A Study on the Evolution of Pre-set Fault States and Comparative Testing Methods for Aviation Spindle Bearings
摘要
To address the requirements of high rotational speed, high load-bearing capacity, and extended service life in aviation spindle bearings, a new generation of ceramic ball bearings has been widely adopted due to their low heat generation and high reliability. This study explores the fault evolution characteristics of ceramic ball bearings and compares them with those of steel ball bearings through a series of pre-set fault state evolution and comparative tests. In the experiments, identically sized steel and ceramic ball bearings were subjected to back-to-back pre-set fault testing on the same spindle bearing test rig, with vibration signals used for real-time condition monitoring. The coaxial and identical operating conditions ensured the consistency of the comparison results. The combined time–frequency domain vibration signal monitoring method successfully tracked and obtained fault state evolution curves that align with bearing fault evolution theory.
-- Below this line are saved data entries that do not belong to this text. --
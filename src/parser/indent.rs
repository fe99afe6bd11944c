//! Indentation transcoder
//!
//! `.msg` sources delimit blocks by indentation. The grammar is context-free,
//! so before lexing every change of indentation depth is rewritten into an
//! explicit `<INDENT>` / `<DEDENT>` marker line:
//!
//! ```text
//! struct Point            struct Point
//!     float32 x     →     <INDENT>
//!     float32 y           float32 x
//!                         float32 y
//!                         <DEDENT>
//! ```
//!
//! Every output line remembers which source line produced it (see
//! [`SourceMap`]), so diagnostics on the transcoded text can be reported in
//! original coordinates.

use crate::base::constants::DEFAULT_TAB_SIZE;
use crate::base::{LineCol, Position};

/// Marker opening a deeper indentation level.
pub const INDENT_MARKER: &str = "<INDENT>";
/// Marker closing one indentation level.
pub const DEDENT_MARKER: &str = "<DEDENT>";

const TRIPLE_QUOTE: &str = "\"\"\"";

/// Dedent to a width that matches no open indentation level.
#[derive(Debug, Clone, PartialEq, Eq, thiserror::Error)]
#[error("Line {line}: Inconsistent indentation level {width}")]
pub struct IndentationError {
    /// 1-based source line.
    pub line: u32,
    /// Indentation width (tabs expanded) that matched nothing on the stack.
    pub width: usize,
}

/// Where an output line came from.
#[derive(Debug, Clone, Copy, PartialEq, Eq)]
pub struct LineOrigin {
    /// 1-based source line.
    pub line: u32,
    /// Bytes of leading whitespace stripped from the source line.
    pub indent: u32,
}

/// Output line → source line mapping produced by the transcoder.
#[derive(Debug, Clone, Default, PartialEq, Eq)]
pub struct SourceMap {
    origins: Vec<LineOrigin>,
}

impl SourceMap {
    fn push(&mut self, line: u32, indent: u32) {
        self.origins.push(LineOrigin { line, indent });
    }

    /// Origin of a 0-based output line.
    pub fn origin(&self, output_line: u32) -> Option<LineOrigin> {
        self.origins.get(output_line as usize).copied()
    }

    /// Map a 0-based position in the transcoded text to a 1-based source position.
    pub fn position(&self, at: LineCol) -> Position {
        match self.origin(at.line) {
            Some(origin) => Position::new(origin.line, origin.indent + at.col + 1),
            // Past the last line: the end of input.
            None => Position::line_only(self.origins.last().map_or(1, |o| o.line)),
        }
    }

    pub fn len(&self) -> usize {
        self.origins.len()
    }

    pub fn is_empty(&self) -> bool {
        self.origins.is_empty()
    }
}

/// Transcoded text plus its source map.
#[derive(Debug, Clone, PartialEq, Eq)]
pub struct Transcoded {
    pub text: String,
    pub source_map: SourceMap,
}

impl Transcoded {
    /// Number of `<INDENT>` marker lines.
    pub fn indent_count(&self) -> usize {
        self.text.lines().filter(|l| *l == INDENT_MARKER).count()
    }

    /// Number of `<DEDENT>` marker lines.
    pub fn dedent_count(&self) -> usize {
        self.text.lines().filter(|l| *l == DEDENT_MARKER).count()
    }
}

/// Rewrites indentation-structured text into marker-delimited blocks.
#[derive(Debug, Clone, Copy, PartialEq, Eq)]
pub struct Transcoder {
    tab_size: usize,
}

impl Default for Transcoder {
    fn default() -> Self {
        Self {
            tab_size: DEFAULT_TAB_SIZE,
        }
    }
}

#[derive(Clone, Copy, PartialEq, Eq)]
enum Verbatim {
    None,
    TripleQuoted,
    BlockComment,
}

impl Transcoder {
    pub fn new(tab_size: usize) -> Self {
        Self { tab_size }
    }

    pub fn tab_size(&self) -> usize {
        self.tab_size
    }

    /// Width of the leading whitespace of `line`, tabs expanded.
    fn indent_width(&self, leading: &str) -> usize {
        leading
            .chars()
            .map(|c| if c == '\t' { self.tab_size } else { 1 })
            .sum()
    }

    /// Transcode `source`. Fails on the first dedent that matches no open level.
    pub fn transcode(&self, source: &str) -> Result<Transcoded, IndentationError> {
        let mut out = Output::default();
        let mut stack: Vec<usize> = vec![0];
        let mut verbatim = Verbatim::None;

        for (idx, raw) in source.split('\n').enumerate() {
            let line_no = idx as u32 + 1;

            match verbatim {
                Verbatim::TripleQuoted => {
                    out.emit(raw, line_no, 0);
                    if raw.matches(TRIPLE_QUOTE).count() % 2 == 1 {
                        verbatim = Verbatim::None;
                    }
                    continue;
                }
                Verbatim::BlockComment => {
                    out.emit(raw, line_no, 0);
                    if raw.contains("*/") {
                        verbatim = Verbatim::None;
                    }
                    continue;
                }
                Verbatim::None => {}
            }

            let stripped = raw.trim_start();
            if stripped.is_empty() {
                out.emit("", line_no, 0);
                continue;
            }

            if stripped.starts_with("//") {
                out.emit(raw, line_no, 0);
                continue;
            }
            if let Some(rest) = stripped.strip_prefix("/*") {
                out.emit(raw, line_no, 0);
                if !rest.contains("*/") {
                    verbatim = Verbatim::BlockComment;
                }
                continue;
            }

            if stripped.matches(TRIPLE_QUOTE).count() % 2 == 1 {
                verbatim = Verbatim::TripleQuoted;
            }

            let leading = &raw[..raw.len() - raw.trim_start().len()];
            let width = self.indent_width(leading);
            let current = stack.last().copied().unwrap_or(0);

            if width > current {
                stack.push(width);
                out.emit(INDENT_MARKER, line_no, 0);
            } else if width < current {
                while stack.last().is_some_and(|&top| top > width) {
                    stack.pop();
                    out.emit(DEDENT_MARKER, line_no, 0);
                }
                if stack.last() != Some(&width) {
                    return Err(IndentationError {
                        line: line_no,
                        width,
                    });
                }
            }
            out.emit(stripped, line_no, leading.len() as u32);
        }

        let last_line = out.map.origins.last().map_or(1, |o| o.line);
        while stack.len() > 1 {
            stack.pop();
            out.emit(DEDENT_MARKER, last_line, 0);
        }

        Ok(Transcoded {
            text: out.lines.join("\n"),
            source_map: out.map,
        })
    }
}

#[derive(Default)]
struct Output<'a> {
    lines: Vec<&'a str>,
    map: SourceMap,
}

impl<'a> Output<'a> {
    fn emit(&mut self, text: &'a str, line: u32, indent: u32) {
        self.lines.push(text);
        self.map.push(line, indent);
    }
}
//! Loading sources from the filesystem.

pub mod loader;

pub use loader::{LoadError, SourceText, collect_msg_files, load_source, load_sources};
//! HIR layer tests
//!
//! Tests for the semantic model:
//! - Extraction of types, enums, constants and aliases
//! - Symbol lookup across files and namespaces
//! - Import resolution on disk and the dependency graph

pub mod tests_extraction;
pub mod tests_imports;
pub mod tests_symbols;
The experimental results indicate that ceramic and steel ball bearings exhibit similar fault evolution patterns, undergoing the evolution stages of “expansion period, maintenance period, decline period, and continued expansion period.” However, the fault evolution rate of ceramic ball bearings is significantly slower than that of steel ball bearings. This study provides valuable insights for further analysis and verification of the load-bearing capacity, full life cycle, and in-service condition-based maintenance of aviation ceramic ball bearings. It also serves as a reference for research in the field of bearing fault diagnosis and condition monitoring.